15“escrebo palablas en espanol americano — [me parece chistoso que se diga espanol latino _un pleonasmo_ ya que esta lengua hablada donde sea tiene su origen latina ahi donde se empiezo el império romano; lo mejor me parece seria dicer espanol azteca, espanol maya, espanol kuna, espanol inca aimará, espanol guarani y por ahi seguimos… parece que los latinos ahora somos nosotros, ya no son los espanoles, portugueses, franceses, italianos romanos-los. __ latinos haora somos nosotros, los indígenas y negros de américa al sur de los estados unidos]—pienso estas palablas entre las olas desde la isla de cuba castrista hasta el belize britânico passando por guatemala maya y mexico azteca. __serian latinos tambien los nacidos en belize y los tantos puntos de habla anglofona en caribe y suriname?

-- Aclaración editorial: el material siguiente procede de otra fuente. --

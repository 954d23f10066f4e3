use axum::{
    extract::{FromRequestParts, Request, State},
    http::{header, request::Parts},
    middleware::Next,
    response::Response,
};
use service_core::error::AppError;

use crate::{
    services::{SessionClaims, SessionRole},
    AppState,
};

/// Require a guardian session token on the request.
///
/// Missing or unverifiable tokens are 401; a valid token for any other role
/// is 403.
pub async fn guardian_auth_middleware(
    State(state): State<AppState>,
    mut req: Request,
    next: Next,
) -> Result<Response, AppError> {
    let token = req
        .headers()
        .get(header::AUTHORIZATION)
        .and_then(|value| value.to_str().ok())
        .and_then(|value| value.strip_prefix("Bearer "))
        .map(str::trim)
        .filter(|token| !token.is_empty())
        .ok_or_else(|| {
            AppError::Unauthorized(anyhow::anyhow!("Missing or invalid Authorization header"))
        })?;

    let claims = state.jwt.validate_session_token(token).map_err(|e| {
        tracing::debug!(error = %e, "Rejected guardian session token");
        AppError::Unauthorized(anyhow::anyhow!("Invalid or expired token"))
    })?;

    if claims.role != SessionRole::Guardian {
        tracing::warn!(subject = %claims.sub, role = ?claims.role, "Non-guardian token on guardian route");
        return Err(AppError::Forbidden(anyhow::anyhow!(
            "Guardian session required"
        )));
    }

    // Store claims in request extensions so handlers can access them
    req.extensions_mut().insert(claims);

    Ok(next.run(req).await)
}

/// Claims of the authenticated guardian.
pub struct AuthGuardian(pub SessionClaims);

impl AuthGuardian {
    pub fn guardian_id(&self) -> &str {
        &self.0.sub
    }
}

#[axum::async_trait]
impl<S> FromRequestParts<S> for AuthGuardian
where
    S: Send + Sync,
{
    type Rejection = AppError;

    async fn from_request_parts(parts: &mut Parts, _state: &S) -> Result<Self, Self::Rejection> {
        let claims = parts.extensions.get::<SessionClaims>().ok_or_else(|| {
            AppError::InternalError(anyhow::anyhow!(
                "Auth claims missing from request extensions"
            ))
        })?;

        Ok(AuthGuardian(claims.clone()))
    }
}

–me emociona el guarani oficial, habado en paraguay tan cerquita de casa, que “contamina” el latin de espana— deseo un guarani oficial en mi pais y otras muchas hablas indígenas en los documentos oficiales de américa…_deseo tambien lo que hay de banto, mina, benguela, arabi, male, yoruba y toda suerte de lenguas africanas que se transladaron a américa_ deso que la légua de nuestra gente dé vueltas y revueltas a reaprender la lengua de nuestros ancestros.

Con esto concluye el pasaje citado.